Edwin Hare Dashwood (1825-1882)


In researching Samuel Newport, my wife's great great grandfather, and other family members, I discovered transcripts of letters written by Samuel in November 1842. One letter was to G.H. Dashwood Esq. of West Wycombe Park asking that it be shown to the neighbours. 

West Wycombe Park, Buckinghamshire, England. Photographed by Giano (August 2006)
Click image to enlarge

It required little research to discover who Dashwood was: Sir George Dashwood, the 5th Baronet. He was a Liberal Whig representing Buckinghamshire and later Wycombe as a Member of Parliament in England.  A friend mentioned the Dashwood Pass on State Highway 1 south of Blenheim, so more research.

On the passenger list of the "Mary", which arrived in Nelson 24th February 1849, I discovered one Edwin Dashwood, 19, an agricultural labourer.  Edwin Hare Dashwood was much more than an agricultural labourer.

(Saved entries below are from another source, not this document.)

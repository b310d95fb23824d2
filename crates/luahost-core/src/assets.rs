//! Asset source and the script-facing `asset` module.
//!
//! Assets are read-only files bundled with the application and addressed by
//! relative path. The bridge loads its entry script from here, and scripts
//! reach the same source through `asset.*` and `require`.

use crate::error::AssetError;
use mlua::{Function, Lua, MultiValue, Table, Value};
use std::path::{Component, Path, PathBuf};
use std::sync::Arc;

/// Module search templates used by the `require` searcher.
pub const DEFAULT_ASSET_PATH: &str = "?.lua;lua/?.lua;lua/?/init.lua";

/// Read-only application assets.
pub trait AssetSource: Send + Sync {
    /// Full contents of the asset at `path`.
    fn read(&self, path: &str) -> Result<Vec<u8>, AssetError>;

    /// Source text of a script asset.
    fn load_script(&self, path: &str) -> Result<Vec<u8>, AssetError> {
        self.read(path)
    }

    fn exists(&self, path: &str) -> bool;

    /// Entry names directly under `dir` (`""` is the root).
    fn list(&self, dir: &str) -> Result<Vec<String>, AssetError>;

    fn length(&self, path: &str) -> Option<u64> {
        self.read(path).ok().map(|bytes| bytes.len() as u64)
    }
}

/// Assets served from a directory on disk.
#[derive(Debug, Clone)]
pub struct DirAssetSource {
    root: PathBuf,
}

impl DirAssetSource {
    pub fn new(root: impl Into<PathBuf>) -> Self {
        Self { root: root.into() }
    }

    pub fn root(&self) -> &Path {
        &self.root
    }

    fn resolve(&self, path: &str) -> Result<PathBuf, AssetError> {
        let relative = Path::new(path);
        let mut resolved = self.root.clone();
        for component in relative.components() {
            match component {
                Component::Normal(part) => resolved.push(part),
                Component::CurDir => {}
                _ => return Err(AssetError::OutsideRoot(path.to_string())),
            }
        }

        // Symlinks inside the root must not lead out of it.
        let Ok(real) = resolved.canonicalize() else {
            return Ok(resolved);
        };
        let root = self.root.canonicalize().map_err(|source| AssetError::Io {
            path: path.to_string(),
            source,
        })?;
        if !real.starts_with(&root) {
            tracing::warn!(asset = path, target = %real.display(), "asset link escapes the root");
            return Err(AssetError::OutsideRoot(path.to_string()));
        }
        Ok(real)
    }
}

impl AssetSource for DirAssetSource {
    fn read(&self, path: &str) -> Result<Vec<u8>, AssetError> {
        let full = self.resolve(path)?;
        if !full.is_file() {
            return Err(AssetError::NotFound(path.to_string()));
        }
        std::fs::read(&full).map_err(|source| AssetError::Io {
            path: path.to_string(),
            source,
        })
    }

    fn exists(&self, path: &str) -> bool {
        self.resolve(path).is_ok_and(|full| full.is_file())
    }

    fn list(&self, dir: &str) -> Result<Vec<String>, AssetError> {
        let full = self.resolve(dir)?;
        if !full.is_dir() {
            return Err(AssetError::NotFound(dir.to_string()));
        }
        let io_err = |source| AssetError::Io {
            path: dir.to_string(),
            source,
        };
        let mut names = Vec::new();
        for entry in std::fs::read_dir(&full).map_err(io_err)? {
            let entry = entry.map_err(io_err)?;
            names.push(entry.file_name().to_string_lossy().into_owned());
        }
        names.sort();
        Ok(names)
    }

    fn length(&self, path: &str) -> Option<u64> {
        let full = self.resolve(path).ok()?;
        std::fs::metadata(full)
            .ok()
            .filter(std::fs::Metadata::is_file)
            .map(|meta| meta.len())
    }
}

/// Chunk name for a script loaded from an asset.
pub fn asset_chunk_name(path: &str) -> String {
    format!("@{path}")
}

/// Compile an asset script into a function without running it.
pub fn load_asset<'lua>(
    lua: &'lua Lua,
    assets: &dyn AssetSource,
    path: &str,
) -> mlua::Result<Function<'lua>> {
    let text = assets.load_script(path).map_err(mlua::Error::external)?;
    lua.load(text).set_name(asset_chunk_name(path)).into_function()
}

fn asset_error(err: AssetError) -> mlua::Error {
    mlua::Error::RuntimeError(err.to_string())
}

/// Install the `asset` global and its `require` searcher.
pub fn install_asset_module(lua: &Lua, assets: Arc<dyn AssetSource>) -> mlua::Result<()> {
    let module = lua.create_table()?;

    let source = assets.clone();
    module.set(
        "loadfile",
        lua.create_function(move |lua, path: String| {
            match load_asset(lua, source.as_ref(), &path) {
                Ok(function) => Ok((Value::Function(function), None)),
                Err(err) => Ok((Value::Nil, Some(err.to_string()))),
            }
        })?,
    )?;

    let source = assets.clone();
    module.set(
        "dofile",
        lua.create_function(move |lua, path: String| {
            let outcome = load_asset(lua, source.as_ref(), &path)
                .and_then(|function| function.call::<_, MultiValue>(()));
            match outcome {
                Ok(values) => Ok(values),
                Err(err) => {
                    tracing::error!(chunk = %path, %err, "asset script failed");
                    Ok(MultiValue::new())
                }
            }
        })?,
    )?;

    let source = assets.clone();
    let exists = lua.create_function(move |_, path: String| Ok(source.exists(&path)))?;
    module.set("exists", exists.clone())?;
    module.set("readable", exists)?;

    let source = assets.clone();
    module.set(
        "list",
        lua.create_function(move |lua, dir: Option<String>| {
            let names = source
                .list(dir.as_deref().unwrap_or(""))
                .map_err(asset_error)?;
            lua.create_sequence_from(names)
        })?,
    )?;

    let source = assets.clone();
    module.set(
        "string",
        lua.create_function(move |lua, path: String| {
            let bytes = source.read(&path).map_err(asset_error)?;
            lua.create_string(bytes)
        })?,
    )?;

    let source = assets.clone();
    module.set(
        "length",
        lua.create_function(move |_, path: String| Ok(source.length(&path)))?,
    )?;

    module.set("path", DEFAULT_ASSET_PATH)?;

    let source = assets;
    let module_key = lua.create_registry_value(module.clone())?;
    let searcher = lua.create_function(move |lua, name: String| {
        let module: Table = lua.registry_value(&module_key)?;
        let templates: String = module.get("path")?;
        let relative = name.replace('.', "/");
        let mut tried = Vec::new();
        for template in templates.split(';').filter(|t| !t.is_empty()) {
            let candidate = template.replace('?', &relative);
            if source.exists(&candidate) {
                let loader = load_asset(lua, source.as_ref(), &candidate).map_err(|err| {
                    mlua::Error::RuntimeError(format!(
                        "error loading module {name} from asset {candidate}:\n\t{err}"
                    ))
                })?;
                return Ok((Value::Function(loader), Some(candidate)));
            }
            tried.push(format!("no asset {candidate}"));
        }
        Ok((Value::String(lua.create_string(tried.join("\n\t"))?), None))
    })?;
    module.set("loader", searcher.clone())?;

    register_searcher(lua, searcher)?;
    lua.globals().set("asset", module)
}

/// Insert `searcher` right after the preload searcher.
fn register_searcher(lua: &Lua, searcher: Function<'_>) -> mlua::Result<()> {
    let Some(package) = lua.globals().get::<_, Option<Table>>("package")? else {
        return Ok(());
    };
    let Some(searchers) = package.get::<_, Option<Table>>("searchers")? else {
        return Ok(());
    };
    let len = searchers.raw_len();
    for i in (2..=len).rev() {
        let value: Value = searchers.raw_get(i)?;
        searchers.raw_set(i + 1, value)?;
    }
    searchers.raw_set(2, searcher)
}

#[cfg(test)]
mod tests {
    use super::*;
    use std::fs;

    fn asset_dir() -> tempfile::TempDir {
        let dir = tempfile::tempdir().unwrap();
        fs::write(dir.path().join("init.lua"), "loaded = (loaded or 0) + 1\nreturn 'init'").unwrap();
        fs::write(dir.path().join("data.txt"), "hello assets").unwrap();
        fs::create_dir_all(dir.path().join("lua").join("widgets")).unwrap();
        fs::write(
            dir.path().join("lua").join("widgets").join("init.lua"),
            "return { name = 'widgets' }",
        )
        .unwrap();
        fs::write(dir.path().join("broken.lua"), "this is not lua").unwrap();
        dir
    }

    fn lua_with_assets(root: &Path) -> Lua {
        let lua = Lua::new();
        install_asset_module(&lua, Arc::new(DirAssetSource::new(root))).unwrap();
        lua
    }

    #[test]
    fn dir_source_reads_and_lists() {
        let dir = asset_dir();
        let source = DirAssetSource::new(dir.path());
        assert_eq!(source.read("data.txt").unwrap(), b"hello assets");
        assert!(source.exists("init.lua"));
        assert!(!source.exists("lua"));
        assert_eq!(source.length("data.txt"), Some(12));
        assert_eq!(source.list("lua").unwrap(), vec!["widgets".to_string()]);
        assert!(source.list("").unwrap().contains(&"data.txt".to_string()));
        assert!(matches!(source.read("missing.lua"), Err(AssetError::NotFound(_))));
    }

    #[test]
    fn dir_source_stays_inside_root() {
        let dir = asset_dir();
        let source = DirAssetSource::new(dir.path().join("lua"));
        assert!(matches!(source.read("../data.txt"), Err(AssetError::OutsideRoot(_))));
        assert!(matches!(source.read("/etc/passwd"), Err(AssetError::OutsideRoot(_))));
        assert!(!source.exists("../init.lua"));
    }

    #[cfg(unix)]
    #[test]
    fn links_out_of_the_root_are_rejected() {
        let outside = tempfile::tempdir().unwrap();
        fs::write(outside.path().join("secret.txt"), "outside").unwrap();
        let dir = asset_dir();
        std::os::unix::fs::symlink(outside.path().join("secret.txt"), dir.path().join("leak.txt"))
            .unwrap();
        std::os::unix::fs::symlink(outside.path(), dir.path().join("elsewhere")).unwrap();
        std::os::unix::fs::symlink(dir.path().join("data.txt"), dir.path().join("alias.txt"))
            .unwrap();

        let source = DirAssetSource::new(dir.path());
        assert!(matches!(source.read("leak.txt"), Err(AssetError::OutsideRoot(_))));
        assert!(matches!(
            source.read("elsewhere/secret.txt"),
            Err(AssetError::OutsideRoot(_))
        ));
        assert!(matches!(source.list("elsewhere"), Err(AssetError::OutsideRoot(_))));
        assert!(!source.exists("leak.txt"));
        assert_eq!(source.length("leak.txt"), None);
        assert_eq!(source.read("alias.txt").unwrap(), b"hello assets");
    }

    #[test]
    fn dofile_runs_and_returns() {
        let dir = asset_dir();
        let lua = lua_with_assets(dir.path());
        let result: String = lua.load("return asset.dofile('init.lua')").eval().unwrap();
        assert_eq!(result, "init");
        assert_eq!(lua.globals().get::<_, i64>("loaded").unwrap(), 1);
    }

    #[test]
    fn dofile_failure_returns_nothing() {
        let dir = asset_dir();
        let lua = lua_with_assets(dir.path());
        let count: i64 = lua
            .load("return select('#', asset.dofile('broken.lua'))")
            .eval()
            .unwrap();
        assert_eq!(count, 0);
    }

    #[test]
    fn loadfile_reports_missing_asset() {
        let dir = asset_dir();
        let lua = lua_with_assets(dir.path());
        let (function, message): (Option<Function>, Option<String>) =
            lua.load("return asset.loadfile('nope.lua')").eval().unwrap();
        assert!(function.is_none());
        assert!(message.unwrap().contains("nope.lua"));

        let loaded: i64 = lua
            .load("local f = asset.loadfile('init.lua'); f(); f(); return loaded")
            .eval()
            .unwrap();
        assert_eq!(loaded, 2);
    }

    #[test]
    fn string_exists_length_and_list() {
        let dir = asset_dir();
        let lua = lua_with_assets(dir.path());
        let text: String = lua.load("return asset.string('data.txt')").eval().unwrap();
        assert_eq!(text, "hello assets");
        let (exists, readable): (bool, bool) = lua
            .load("return asset.exists('data.txt'), asset.readable('nope')")
            .eval()
            .unwrap();
        assert!(exists);
        assert!(!readable);
        let length: Option<i64> = lua.load("return asset.length('nope')").eval().unwrap();
        assert_eq!(length, None);
        let listed: Vec<String> = lua.load("return asset.list('lua')").eval().unwrap();
        assert_eq!(listed, vec!["widgets".to_string()]);
        assert!(lua.load("return asset.string('nope')").exec().is_err());
    }

    #[test]
    fn require_finds_asset_modules() {
        let dir = asset_dir();
        let lua = lua_with_assets(dir.path());
        let name: String = lua
            .load("return require('widgets').name")
            .eval()
            .unwrap();
        assert_eq!(name, "widgets");

        let err = lua.load("require('absent.module')").exec().unwrap_err();
        assert!(err.to_string().contains("no asset absent/module.lua"));
    }
}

He was born in West Wycombe 7th Sept. 1825, son of Capt. Edwin Sandys Dashwood and Emily Hare. He was educated at a military school in Germany, obtained an ensigncy in the 10th Regiment of Foot (North Lincolnshire) and served in India before resigning and coming to Nelson.  He purchased a farm in Motueka and a sheep run in the Awatere, Blenheim.

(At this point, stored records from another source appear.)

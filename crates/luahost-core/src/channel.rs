//! Message channel: any thread → UI thread script scheduling.
//!
//! Producers hold a [`ChannelSender`] and call `post` with script text. The
//! UI thread owns the [`MessageChannel`], whose read descriptor is registered
//! with the event multiplexer; on readiness it calls `drain_and_run`, which
//! compiles and runs the text under the interpreter guard.
//!
//! In `chunk` mode the pipe carries the script bytes themselves. There is no
//! framing: writes that arrive before a drain are read together as one chunk.
//! A read that fills `read_buffer_size` is an overflow: the chunk is cut at
//! the buffer size and whatever is still pending in the pipe is discarded, so
//! the tail (and anything posted behind it) never runs. The writer is not
//! told. In `queued` mode every post is a separate message in a bounded queue
//! and the pipe only carries wake-up bytes.

use crate::config::{ChannelConfig, ChannelMode};
use crate::error::{ChannelError, Result, ScriptError};
use crate::guard::InterpreterGuard;
use filedescriptor::{AsRawSocketDescriptor, FileDescriptor, Pipe, SocketDescriptor};
use flume::{Receiver, Sender, TryRecvError, TrySendError};
use mlua::Lua;
use std::io::{ErrorKind, Read, Write};
use std::sync::{Arc, Mutex};

/// Chunk name used for posted script text.
pub const POST_CHUNK_NAME: &str = "=post";

const WAKE: &[u8] = b"!";

struct SenderInner {
    write: Mutex<FileDescriptor>,
    queue: Option<Sender<Vec<u8>>>,
    max_message_bytes: usize,
}

/// Write side of the channel. Cheap to clone, usable from any thread.
#[derive(Clone)]
pub struct ChannelSender {
    inner: Arc<SenderInner>,
}

impl std::fmt::Debug for ChannelSender {
    fn fmt(&self, f: &mut std::fmt::Formatter<'_>) -> std::fmt::Result {
        f.debug_struct("ChannelSender")
            .field("queued", &self.inner.queue.is_some())
            .finish_non_exhaustive()
    }
}

impl ChannelSender {
    /// Schedule `bytes` for execution on the UI thread.
    ///
    /// Returns the number of bytes accepted. In chunk mode a full pipe gives
    /// a short write (possibly 0); in queued mode a message is accepted whole
    /// or not at all.
    pub fn post(&self, bytes: &[u8]) -> Result<usize> {
        if bytes.is_empty() {
            return Ok(0);
        }
        match &self.inner.queue {
            None => self.write_pipe(bytes),
            Some(queue) => {
                if bytes.len() > self.inner.max_message_bytes {
                    tracing::warn!(
                        bytes = bytes.len(),
                        limit = self.inner.max_message_bytes,
                        "posted message exceeds limit; dropped"
                    );
                    return Ok(0);
                }
                match queue.try_send(bytes.to_vec()) {
                    Ok(()) => {}
                    Err(TrySendError::Full(_)) => {
                        tracing::debug!(bytes = bytes.len(), "message queue full");
                        return Ok(0);
                    }
                    Err(TrySendError::Disconnected(_)) => return Err(ChannelError::Closed.into()),
                }
                // A full pipe already guarantees a pending wake-up.
                self.write_pipe(WAKE)?;
                Ok(bytes.len())
            }
        }
    }

    fn write_pipe(&self, bytes: &[u8]) -> Result<usize> {
        let mut write = self
            .inner
            .write
            .lock()
            .map_err(|_| ChannelError::Write(std::io::Error::other("writer lock poisoned")))?;
        match write.write(bytes) {
            Ok(written) => {
                tracing::trace!(bytes = written, requested = bytes.len(), "posted");
                Ok(written)
            }
            Err(err) if err.kind() == ErrorKind::WouldBlock => Ok(0),
            Err(err) if err.kind() == ErrorKind::BrokenPipe => Err(ChannelError::Closed.into()),
            Err(err) => Err(ChannelError::Write(err).into()),
        }
    }
}

/// Outcome of one `drain_and_run` cycle.
#[derive(Debug, Clone, Copy, Default, PartialEq, Eq)]
pub struct DrainReport {
    /// Bytes consumed from the pipe
    pub bytes_read: usize,
    /// Chunks that compiled and ran to completion
    pub executed: usize,
    /// Chunks that failed to compile or raised
    pub failed: usize,
    /// Bytes dropped after an overflowing read
    pub discarded: usize,
}

/// UI-thread side of the channel.
pub struct MessageChannel {
    read: FileDescriptor,
    sender: ChannelSender,
    queue: Option<Receiver<Vec<u8>>>,
    buffer: Vec<u8>,
}

impl std::fmt::Debug for MessageChannel {
    fn fmt(&self, f: &mut std::fmt::Formatter<'_>) -> std::fmt::Result {
        f.debug_struct("MessageChannel")
            .field("descriptor", &self.descriptor())
            .field("read_buffer_size", &self.buffer.len())
            .field("queued", &self.queue.is_some())
            .finish()
    }
}

impl MessageChannel {
    pub fn new(config: &ChannelConfig) -> Result<Self> {
        let Pipe {
            mut read,
            mut write,
        } = Pipe::new().map_err(ChannelError::Pipe)?;
        read.set_non_blocking(true).map_err(ChannelError::Pipe)?;
        write.set_non_blocking(true).map_err(ChannelError::Pipe)?;

        let (queue_tx, queue_rx) = match config.mode {
            ChannelMode::Chunk => (None, None),
            ChannelMode::Queued => {
                let (tx, rx) = flume::bounded(config.queue_capacity);
                (Some(tx), Some(rx))
            }
        };

        let sender = ChannelSender {
            inner: Arc::new(SenderInner {
                write: Mutex::new(write),
                queue: queue_tx,
                max_message_bytes: config.max_message_bytes,
            }),
        };

        Ok(Self {
            read,
            sender,
            queue: queue_rx,
            buffer: vec![0; config.read_buffer_size],
        })
    }

    /// Descriptor to register with the multiplexer.
    pub fn descriptor(&self) -> SocketDescriptor {
        self.read.as_socket_descriptor()
    }

    pub fn sender(&self) -> ChannelSender {
        self.sender.clone()
    }

    /// Read what is pending and run it. Script failures are logged and
    /// counted, never returned.
    pub fn drain_and_run(&mut self, guard: &InterpreterGuard) -> DrainReport {
        let mut report = DrainReport::default();

        let read = match self.read.read(&mut self.buffer) {
            Ok(n) => n,
            Err(err) if err.kind() == ErrorKind::WouldBlock => 0,
            Err(err) => {
                tracing::error!(%err, "channel read failed");
                0
            }
        };
        report.bytes_read = read;

        match &self.queue {
            None => {
                if read == 0 {
                    tracing::debug!("channel signalled without data");
                    return report;
                }
                if read == self.buffer.len() {
                    report.discarded = discard_pending(&mut self.read);
                    tracing::debug!(
                        bytes = read,
                        discarded = report.discarded,
                        "channel overflow; text beyond the read buffer dropped"
                    );
                }
                tally(&mut report, run_chunk(guard, &self.buffer[..read]));
            }
            Some(queue) => loop {
                match queue.try_recv() {
                    Ok(message) => tally(&mut report, run_chunk(guard, &message)),
                    Err(TryRecvError::Empty | TryRecvError::Disconnected) => break,
                }
            },
        }
        report
    }
}

/// Read and drop everything currently pending in the pipe.
fn discard_pending(read: &mut FileDescriptor) -> usize {
    let mut scratch = [0u8; 1024];
    let mut discarded = 0;
    loop {
        match read.read(&mut scratch) {
            Ok(0) => break,
            Ok(n) => discarded += n,
            Err(err) if err.kind() == ErrorKind::Interrupted => {}
            Err(err) if err.kind() == ErrorKind::WouldBlock => break,
            Err(err) => {
                tracing::error!(%err, "channel read failed while discarding");
                break;
            }
        }
    }
    discarded
}

fn tally(report: &mut DrainReport, outcome: ChunkOutcome) {
    match outcome {
        ChunkOutcome::Ran => report.executed += 1,
        ChunkOutcome::Failed => report.failed += 1,
        ChunkOutcome::Skipped => {}
    }
}

enum ChunkOutcome {
    Ran,
    Failed,
    Skipped,
}

fn run_chunk(guard: &InterpreterGuard, text: &[u8]) -> ChunkOutcome {
    let outcome = guard.with_lua(|lua| {
        let function = lua
            .load(text)
            .set_name(POST_CHUNK_NAME)
            .into_function()
            .map_err(|err| ScriptError::from_lua(POST_CHUNK_NAME, &err))?;
        function
            .call::<_, ()>(())
            .map_err(|err| ScriptError::from_lua(POST_CHUNK_NAME, &err))
    });

    match outcome {
        Ok(Ok(())) => {
            tracing::trace!(bytes = text.len(), "posted chunk ran");
            ChunkOutcome::Ran
        }
        Ok(Err(err)) => {
            tracing::error!(chunk = POST_CHUNK_NAME, %err, "posted script failed");
            ChunkOutcome::Failed
        }
        Err(err) => {
            tracing::warn!(%err, bytes = text.len(), "posted script discarded");
            ChunkOutcome::Skipped
        }
    }
}

/// Expose `post(text) -> integer` (and `aliases`) to scripts.
///
/// The function only writes to the channel, so it is safe to call from any
/// script context, including code already running under the guard. Failures
/// are logged and reported to the script as 0 bytes accepted.
pub fn install_post(lua: &Lua, sender: ChannelSender, aliases: &[String]) -> mlua::Result<()> {
    let post = lua.create_function(move |_, text: mlua::String| {
        let accepted = match sender.post(text.as_bytes()) {
            Ok(accepted) => accepted,
            Err(err) => {
                tracing::warn!(%err, "post failed");
                0
            }
        };
        Ok(accepted as i64)
    })?;

    let globals = lua.globals();
    for name in std::iter::once("post").chain(aliases.iter().map(String::as_str)) {
        globals.set(name, post.clone())?;
    }
    Ok(())
}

In 1850 he and Capt. Mitchell of the 84th. Regt., along with an old whaler named Harris, traveled overland along the Waihopai River to Port Cooper. This was the first expedition to look for a route to drive sheep to Lyttleton. The route they followed proved unsuitable for the purpose, but the pass Dashwood discovered bears his name today.1

In 1852, he returned to England. He married Roberta Henrietta Abercromby at Forglen House, Forglen Banffshire Scotland on the 25th October 1853. The couple returned to Nelson bringing with them the cutter "Sprite" that had been built at Cowes for his uncle George Henry Dashwood.  The young Dashwood started ferrying passengers between Nelson, Motueka and Collingwood.

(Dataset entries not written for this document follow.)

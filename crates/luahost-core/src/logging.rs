//! Structured logging for luahost
//!
//! Uses `tracing` with a `tracing-subscriber` registry. Output goes to
//! stderr in either a pretty or a JSON-lines format, optionally mirrored to
//! an append-only log file.
//!
//! Initialize once at startup:
//!
//! ```ignore
//! use luahost_core::logging::{init_logging, LogConfig};
//!
//! init_logging(&LogConfig::default())?;
//! ```
//!
//! Field names used across the bridge:
//! - `event`: lifecycle callback name (`onResume`, ...)
//! - `chunk`: chunk name of posted or loaded script text
//! - `fd`: multiplexer source descriptor
//! - `bytes`: channel payload sizes

pub use crate::config::LogFormat;
use serde::{Deserialize, Serialize};
use std::io;
use std::path::{Path, PathBuf};
use std::sync::OnceLock;
use tracing::Level;
use tracing_subscriber::fmt::time::SystemTime;
use tracing_subscriber::prelude::*;
use tracing_subscriber::{EnvFilter, fmt};

static LOGGING_INITIALIZED: OnceLock<bool> = OnceLock::new();

/// Logging configuration
#[derive(Debug, Clone, Serialize, Deserialize, PartialEq, Eq)]
#[serde(default)]
pub struct LogConfig {
    /// Level filter (trace, debug, info, warn, error); RUST_LOG overrides it
    pub level: String,

    /// Output format
    pub format: LogFormat,

    /// Optional log file, opened in append mode
    pub file: Option<PathBuf>,
}

impl Default for LogConfig {
    fn default() -> Self {
        Self {
            level: "info".to_string(),
            format: LogFormat::Pretty,
            file: None,
        }
    }
}

/// Error type for logging initialization
#[derive(Debug, thiserror::Error)]
pub enum LogError {
    #[error("logging already initialized")]
    AlreadyInitialized,

    #[error("invalid log level: {0}")]
    InvalidLevel(String),

    #[error("failed to create log file: {0}")]
    FileCreate(#[from] io::Error),

    #[error("failed to set global subscriber: {0}")]
    SetSubscriber(#[from] tracing::subscriber::SetGlobalDefaultError),
}

fn open_log_file(path: Option<&Path>) -> io::Result<Option<std::fs::File>> {
    let Some(path) = path else {
        return Ok(None);
    };
    if let Some(parent) = path.parent() {
        if !parent.as_os_str().is_empty() {
            std::fs::create_dir_all(parent)?;
        }
    }
    std::fs::OpenOptions::new()
        .create(true)
        .append(true)
        .open(path)
        .map(Some)
}

/// Install the global subscriber.
///
/// Subsequent calls return `Err(LogError::AlreadyInitialized)`.
pub fn init_logging(config: &LogConfig) -> Result<(), LogError> {
    if LOGGING_INITIALIZED.get().is_some() {
        return Err(LogError::AlreadyInitialized);
    }

    config
        .level
        .parse::<LogLevel>()
        .map_err(|_| LogError::InvalidLevel(config.level.clone()))?;
    let env_filter =
        EnvFilter::try_from_default_env().unwrap_or_else(|_| EnvFilter::new(&config.level));
    let file = open_log_file(config.file.as_deref())?;

    match config.format {
        LogFormat::Pretty => {
            let file_layer = file.map(|file| {
                fmt::layer()
                    .with_writer(file)
                    .with_target(true)
                    .with_thread_names(true)
                    .with_ansi(false)
            });
            let subscriber = tracing_subscriber::registry()
                .with(env_filter)
                .with(
                    fmt::layer()
                        .with_writer(std::io::stderr)
                        .with_target(true)
                        .with_thread_names(true)
                        .with_ansi(true),
                )
                .with(file_layer);
            tracing::subscriber::set_global_default(subscriber)?;
        }
        LogFormat::Json => {
            let file_layer = file.map(|file| {
                fmt::layer()
                    .json()
                    .with_writer(file)
                    .with_timer(SystemTime)
                    .with_thread_names(true)
                    .flatten_event(true)
            });
            let subscriber = tracing_subscriber::registry()
                .with(env_filter)
                .with(
                    fmt::layer()
                        .json()
                        .with_writer(std::io::stderr)
                        .with_timer(SystemTime)
                        .with_thread_names(true)
                        .with_current_span(true)
                        .flatten_event(true),
                )
                .with(file_layer);
            tracing::subscriber::set_global_default(subscriber)?;
        }
    }

    let _ = LOGGING_INITIALIZED.set(true);

    tracing::info!(
        log_level = %config.level,
        log_format = %config.format,
        log_file = ?config.file,
        "Logging initialized"
    );

    Ok(())
}

/// Check if logging has been initialized
pub fn is_logging_initialized() -> bool {
    LOGGING_INITIALIZED.get().is_some()
}

impl std::fmt::Display for LogFormat {
    fn fmt(&self, f: &mut std::fmt::Formatter<'_>) -> std::fmt::Result {
        match self {
            Self::Pretty => f.write_str("pretty"),
            Self::Json => f.write_str("json"),
        }
    }
}

impl std::str::FromStr for LogFormat {
    type Err = String;

    fn from_str(s: &str) -> Result<Self, Self::Err> {
        match s.to_lowercase().as_str() {
            "pretty" => Ok(Self::Pretty),
            "json" => Ok(Self::Json),
            _ => Err(format!("unknown log format: {s}. Expected pretty or json")),
        }
    }
}

/// Log levels accepted in `LogConfig::level`
#[derive(Debug, Clone, Copy, PartialEq, Eq, PartialOrd, Ord)]
pub enum LogLevel {
    Trace,
    Debug,
    Info,
    Warn,
    Error,
}

impl From<LogLevel> for Level {
    fn from(level: LogLevel) -> Self {
        match level {
            LogLevel::Trace => Self::TRACE,
            LogLevel::Debug => Self::DEBUG,
            LogLevel::Info => Self::INFO,
            LogLevel::Warn => Self::WARN,
            LogLevel::Error => Self::ERROR,
        }
    }
}

impl std::str::FromStr for LogLevel {
    type Err = String;

    fn from_str(s: &str) -> Result<Self, Self::Err> {
        match s.to_lowercase().as_str() {
            "trace" => Ok(Self::Trace),
            "debug" => Ok(Self::Debug),
            "info" => Ok(Self::Info),
            "warn" | "warning" => Ok(Self::Warn),
            "error" => Ok(Self::Error),
            _ => Err(format!(
                "unknown log level: {s}. Expected one of: trace, debug, info, warn, error"
            )),
        }
    }
}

Dashwood's other activities were many and varied. He raced the cutter in Yacht Club events, was active in looking after the affairs of other ex-officers of the Army and Navy, was a Stock agent, land agent, and landlord and served on Grand Juries. His circle appears to have included the notables of Nelson. The name Dashwood appears over 400 times in the Nelson Examiner of the day.

In 1859 Dashwood, now the father of three Nelson born sons, sold off his interests in New Zealand and returned to England, due to the illness of his uncle, Sir George Dashwood. Sir George died on 4th March 1862 and was succeeded by his brother John.

In 1863 Edwin Hare Dashwood, the agricultural labourer who had arrived in Nelson in 1849, succeeded his uncle John, who died unmarried, as 7th Baronet. He also inherited West Wycombe Park.  Sir Edwin Hare Dashwood died in 1882.

The New Zealand connection continued. Edwin was succeeded by his oldest son Edwin Abercromby Dashwood, who had returned to New Zealand in approx. 1874 as a Kauri gum digger. He married Florence Norton in Auckland on the 24th August 1889, returning to England that year to take up his inheritance and become the 8th Baronet.2  He died suddenly on 7th April 1893 at West Wycombe and was succeeded by his brother Robert.

Robert John Dashwood, the 9th Baronet had returned to England with his parents. He married Clara Adelaide Ida Conyers Lindsay at St. Saviors Paddington 25th July 1893. He died 9th July 1908 and was succeeded by his son, John Lindsay Dashwood (1896-1966) as the 10th Baronet.

Ownership of West Wycombe Park has now passed to the National Trust, although the Dashwood family still reside in the Manor.

For more information about the Dashwood family, click here.


Updated: April 2020

Sources used in this story

  1. Memorandum Of An Expedition Into The Interior Of The Southern Island Of New Zealand (1850, August 3), Nelson Examiner and New Zealand Chronicle, 9(439)
  2. Telegraphic briefs (1889, August 29) Otago Witness,1971, p.9

Want to find out more about the Edwin Hare Dashwood (1825-1882) ? View Further Sources here.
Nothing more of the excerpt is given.